====== Source data ======
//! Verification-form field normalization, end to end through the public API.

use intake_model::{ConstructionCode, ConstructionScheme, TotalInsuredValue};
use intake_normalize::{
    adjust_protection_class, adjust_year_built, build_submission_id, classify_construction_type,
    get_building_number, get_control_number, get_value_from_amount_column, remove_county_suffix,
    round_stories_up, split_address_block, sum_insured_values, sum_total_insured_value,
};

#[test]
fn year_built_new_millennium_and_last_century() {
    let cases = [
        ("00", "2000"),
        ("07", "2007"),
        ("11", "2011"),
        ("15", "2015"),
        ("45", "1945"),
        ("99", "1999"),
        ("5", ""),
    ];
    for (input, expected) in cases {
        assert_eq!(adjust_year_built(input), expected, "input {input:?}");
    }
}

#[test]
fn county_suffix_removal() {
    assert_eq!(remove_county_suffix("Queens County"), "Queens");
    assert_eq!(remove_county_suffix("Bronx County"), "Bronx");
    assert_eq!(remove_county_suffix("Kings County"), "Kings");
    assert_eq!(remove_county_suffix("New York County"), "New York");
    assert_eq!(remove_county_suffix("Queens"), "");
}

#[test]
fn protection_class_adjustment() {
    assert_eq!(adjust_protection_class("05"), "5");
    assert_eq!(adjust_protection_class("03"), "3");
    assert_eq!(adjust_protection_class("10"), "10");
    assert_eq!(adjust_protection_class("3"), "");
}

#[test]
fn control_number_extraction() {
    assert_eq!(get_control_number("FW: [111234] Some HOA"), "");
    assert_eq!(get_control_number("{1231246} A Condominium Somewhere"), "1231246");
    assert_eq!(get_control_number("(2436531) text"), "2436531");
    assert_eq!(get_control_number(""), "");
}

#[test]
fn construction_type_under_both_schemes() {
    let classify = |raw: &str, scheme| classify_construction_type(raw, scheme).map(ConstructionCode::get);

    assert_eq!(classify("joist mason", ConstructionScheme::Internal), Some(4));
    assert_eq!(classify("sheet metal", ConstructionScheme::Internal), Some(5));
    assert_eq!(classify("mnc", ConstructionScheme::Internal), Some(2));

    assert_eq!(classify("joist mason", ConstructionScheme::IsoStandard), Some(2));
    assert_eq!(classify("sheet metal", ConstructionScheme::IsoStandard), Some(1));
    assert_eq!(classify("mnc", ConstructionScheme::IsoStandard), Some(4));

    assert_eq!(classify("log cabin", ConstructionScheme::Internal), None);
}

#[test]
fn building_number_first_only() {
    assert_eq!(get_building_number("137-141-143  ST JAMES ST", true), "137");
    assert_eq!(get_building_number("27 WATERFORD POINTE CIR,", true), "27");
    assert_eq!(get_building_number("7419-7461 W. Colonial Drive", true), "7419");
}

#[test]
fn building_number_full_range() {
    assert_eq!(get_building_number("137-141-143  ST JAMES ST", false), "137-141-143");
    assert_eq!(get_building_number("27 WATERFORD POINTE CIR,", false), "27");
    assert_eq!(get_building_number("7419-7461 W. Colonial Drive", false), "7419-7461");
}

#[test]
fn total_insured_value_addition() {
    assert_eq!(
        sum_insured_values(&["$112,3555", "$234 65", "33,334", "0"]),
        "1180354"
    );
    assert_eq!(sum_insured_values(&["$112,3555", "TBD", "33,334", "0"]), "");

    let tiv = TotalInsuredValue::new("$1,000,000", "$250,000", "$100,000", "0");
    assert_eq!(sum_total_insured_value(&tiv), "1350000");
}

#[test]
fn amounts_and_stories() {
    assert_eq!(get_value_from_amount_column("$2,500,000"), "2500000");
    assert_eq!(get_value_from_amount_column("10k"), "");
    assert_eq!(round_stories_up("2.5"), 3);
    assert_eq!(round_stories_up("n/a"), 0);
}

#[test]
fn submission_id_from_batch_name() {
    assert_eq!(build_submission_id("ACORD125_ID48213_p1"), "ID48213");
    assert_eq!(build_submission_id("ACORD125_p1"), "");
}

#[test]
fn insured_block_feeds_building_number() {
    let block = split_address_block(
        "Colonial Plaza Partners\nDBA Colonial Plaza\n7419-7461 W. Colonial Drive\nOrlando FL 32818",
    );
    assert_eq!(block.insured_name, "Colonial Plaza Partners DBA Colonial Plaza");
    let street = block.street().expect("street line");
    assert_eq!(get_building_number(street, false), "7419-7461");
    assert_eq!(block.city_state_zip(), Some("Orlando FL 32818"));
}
======
====== Source data ======
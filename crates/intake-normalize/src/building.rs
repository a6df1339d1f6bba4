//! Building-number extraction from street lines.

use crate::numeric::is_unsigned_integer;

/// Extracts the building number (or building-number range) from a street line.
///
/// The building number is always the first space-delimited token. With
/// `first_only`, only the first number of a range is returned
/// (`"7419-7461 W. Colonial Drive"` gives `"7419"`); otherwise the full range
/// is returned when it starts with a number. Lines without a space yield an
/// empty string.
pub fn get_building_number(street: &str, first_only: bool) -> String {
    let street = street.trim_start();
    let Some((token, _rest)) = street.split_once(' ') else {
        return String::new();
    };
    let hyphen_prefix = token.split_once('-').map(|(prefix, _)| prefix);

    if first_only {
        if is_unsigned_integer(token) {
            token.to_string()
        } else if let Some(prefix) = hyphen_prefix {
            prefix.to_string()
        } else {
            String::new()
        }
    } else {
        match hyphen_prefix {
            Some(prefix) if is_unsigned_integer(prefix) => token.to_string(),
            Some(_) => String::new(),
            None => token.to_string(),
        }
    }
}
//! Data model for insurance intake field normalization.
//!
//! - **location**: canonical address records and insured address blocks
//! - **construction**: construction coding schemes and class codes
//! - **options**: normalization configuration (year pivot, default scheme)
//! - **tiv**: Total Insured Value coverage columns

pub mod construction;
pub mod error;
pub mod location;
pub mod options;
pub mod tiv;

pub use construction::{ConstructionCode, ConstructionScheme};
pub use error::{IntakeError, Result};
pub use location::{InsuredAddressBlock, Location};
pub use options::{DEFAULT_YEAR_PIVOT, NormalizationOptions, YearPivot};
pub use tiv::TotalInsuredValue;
======
**What needs to be done:** Go through the listing above and copy each line in which the string "false" is found.

**Your solution:**
    assert_eq!(get_building_number("137-141-143  ST JAMES ST", false), "137-141-143");
    assert_eq!(get_building_number("27 WATERFORD POINTE CIR,", false), "27");
    assert_eq!(get_building_number("7419-7461 W. Colonial Drive", false), "7419-7461");
    assert_eq!(get_building_number(street, false), "7419-7461");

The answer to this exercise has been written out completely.